Nasce una sommossa popolare, pacifica, (pre)potente. Tra il 1968 e la metà degli anni più di 70.000 studenti con disabilità grazie a una solida (e solidale) rete di familiari, operatori sociali e insegnanti, vengono iscritti alle scuole comuni senza alcuna previsione normativa. Lo chiameranno “inserimento selvaggio”. Mirella, partendo da questa dolce invasione, chiede un’inclusione riconosciuta, ed ecco arrivare l’incompleta ma incoraggiante Legge n.118 del 1971, che stabilisce che alcune categorie di alunni disabili debbono adempiere l’obbligo scolastico nelle scuole comuni, ad eccezione di quelli più gravi. Viene anche istituita una commissione parlamentare sui problemi scolastici degli alunni handicappati guidata dal ministro della Pubblica Istruzione, l’onorevole Franca Falcucci.

Successivamente, dopo anni di sperimentazioni e aggiustamenti, nel 1977 la Legge n. 517 stabilisce infine il principio dell’integrazione per tutti gli alunni disabili della scuola elementare e media dai 6 ai 14 anni, imponendo però l’obbligo di una programmazione educativa da parte di tutti gli insegnanti della classe, che vengono affiancati da un insegnante specializzato per il “sostegno didattico” ed una programmazione amministrativa e finanziaria concordata fra Stato e pubblica istruzione.
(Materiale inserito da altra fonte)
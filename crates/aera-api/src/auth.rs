//! Bearer-token authentication.

use axum::{
    async_trait,
    extract::FromRequestParts,
    http::{header, request::Parts},
};
use uuid::Uuid;

use crate::error::ApiError;
use crate::state::AppState;

/// The user behind a valid `Authorization: Bearer <token>` header.
///
/// Rejects with 401 when the header is missing, malformed, or unknown.
#[derive(Debug, Clone, Copy)]
pub struct AuthUser {
    pub user_id: Uuid,
}

/// Extract the token from an `Authorization` header value.
fn bearer_token(value: &str) -> Option<&str> {
    let (scheme, token) = value.split_once(' ')?;
    if !scheme.eq_ignore_ascii_case("bearer") {
        return None;
    }
    let token = token.trim();
    (!token.is_empty()).then_some(token)
}

#[async_trait]
impl FromRequestParts<AppState> for AuthUser {
    type Rejection = ApiError;

    async fn from_request_parts(parts: &mut Parts, state: &AppState) -> Result<Self, ApiError> {
        let token = parts
            .headers
            .get(header::AUTHORIZATION)
            .and_then(|v| v.to_str().ok())
            .and_then(bearer_token)
            .ok_or_else(|| ApiError::Unauthorized("Authentication required".to_string()))?;

        match state.sessions.resolve_token(token).await? {
            Some(user_id) => Ok(AuthUser { user_id }),
            None => Err(ApiError::Unauthorized(
                "Invalid or expired token".to_string(),
            )),
        }
    }
}
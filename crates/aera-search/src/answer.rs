//! Answer synthesis from retrieved context.

use std::sync::Arc;
use std::time::Instant;

use tracing::{debug, warn};

use aera_core::{defaults, GenerationBackend, GenerationOptions, Result};

/// System instruction sent with every question.
pub const ANSWER_SYSTEM_PROMPT: &str = "You are a helpful assistant for a personal knowledge \
workspace. Answer the user's question using only the provided context. If the context does not \
contain enough information to answer, say so plainly instead of guessing.";

/// Returned when the model produces no text.
pub const EMPTY_ANSWER: &str =
    "I wasn't able to produce an answer from the available documents.";

/// Build the user prompt; empty context becomes the placeholder.
pub fn build_prompt(question: &str, context: &str) -> String {
    let context = if context.trim().is_empty() {
        defaults::NO_CONTEXT_PLACEHOLDER
    } else {
        context
    };
    format!("Context:\n{}\n\nQuestion: {}", context, question.trim())
}

/// Sends question and context to a chat model.
#[derive(Clone)]
pub struct AnswerSynthesizer {
    generator: Arc<dyn GenerationBackend>,
    options: GenerationOptions,
}

impl AnswerSynthesizer {
    pub fn new(generator: Arc<dyn GenerationBackend>) -> Self {
        Self {
            generator,
            options: GenerationOptions {
                max_tokens: Some(defaults::ANSWER_MAX_TOKENS),
                temperature: Some(defaults::ANSWER_TEMPERATURE),
            },
        }
    }

    pub fn options(&self) -> GenerationOptions {
        self.options
    }

    /// Answer `question` from `context`. Provider errors propagate.
    pub async fn answer(&self, question: &str, context: &str) -> Result<String> {
        let start = Instant::now();
        let prompt = build_prompt(question, context);
        let answer = self
            .generator
            .generate_with_options(ANSWER_SYSTEM_PROMPT, &prompt, self.options)
            .await?;

        let answer = answer.trim();
        if answer.is_empty() {
            warn!(
                subsystem = "search",
                component = "answer",
                model = self.generator.model_name(),
                "Model returned an empty answer"
            );
            return Ok(EMPTY_ANSWER.to_string());
        }

        debug!(
            subsystem = "search",
            component = "answer",
            model = self.generator.model_name(),
            context_len = context.len(),
            answer_len = answer.len(),
            duration_ms = start.elapsed().as_millis() as u64,
            "Answer synthesized"
        );
        Ok(answer.to_string())
    }
}

#[cfg(test)]
mod tests {
    use super::*;
    use aera_inference::mock::MockInferenceBackend;

    #[test]
    fn test_prompt_uses_placeholder_without_context() {
        let prompt = build_prompt("What is this?", "  ");
        assert!(prompt.contains(defaults::NO_CONTEXT_PLACEHOLDER));
        assert!(prompt.ends_with("Question: What is this?"));
    }

    #[test]
    fn test_prompt_includes_context() {
        let prompt = build_prompt("Which quarter?", "Q3 financial results");
        assert!(prompt.starts_with("Context:\nQ3 financial results"));
    }

    #[tokio::test]
    async fn test_answer_sends_system_prompt() {
        let backend = Arc::new(MockInferenceBackend::new().with_fixed_response("  Q3.  "));
        let synthesizer = AnswerSynthesizer::new(backend.clone());

        let answer = synthesizer.answer("Which quarter?", "Q3 results").await.unwrap();
        assert_eq!(answer, "Q3.");

        let calls = backend.get_calls();
        assert_eq!(calls.len(), 1);
        assert!(calls[0].input.starts_with(ANSWER_SYSTEM_PROMPT));
        assert_eq!(synthesizer.options().max_tokens, Some(1000));
    }

    #[tokio::test]
    async fn test_empty_model_output_is_replaced() {
        let backend = Arc::new(MockInferenceBackend::new().with_fixed_response(""));
        let answer = AnswerSynthesizer::new(backend).answer("q", "").await.unwrap();
        assert_eq!(answer, EMPTY_ANSWER);
    }

    #[tokio::test]
    async fn test_generation_failure_propagates() {
        let backend = Arc::new(MockInferenceBackend::new().failing_generation());
        assert!(AnswerSynthesizer::new(backend).answer("q", "c").await.is_err());
    }
}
Ricordare quella battaglia è fondamentale. Non solo per celebrare una grande donna e una grande conquista politica, sociale e culturale. Ma perché il sistema, in questi anni, è stato messo in crisi dal taglio dei finanziamenti che potrebbe annullare le previsioni legislative, a causa dell’impossibilità di offrire risorse adeguate a questi bambini, a partire dagli insegnanti di sostegno. Mirella, che ha perso la sua Flavia 23 anni fa (per un melanoma, aveva solo 36 anni) non ha smesso di combattere per noi e con noi. Non lasciamola sola. E guardiamoci, stasera 14 novembre, il film tv La classe degli asini. Su RaiUno, in prima serata.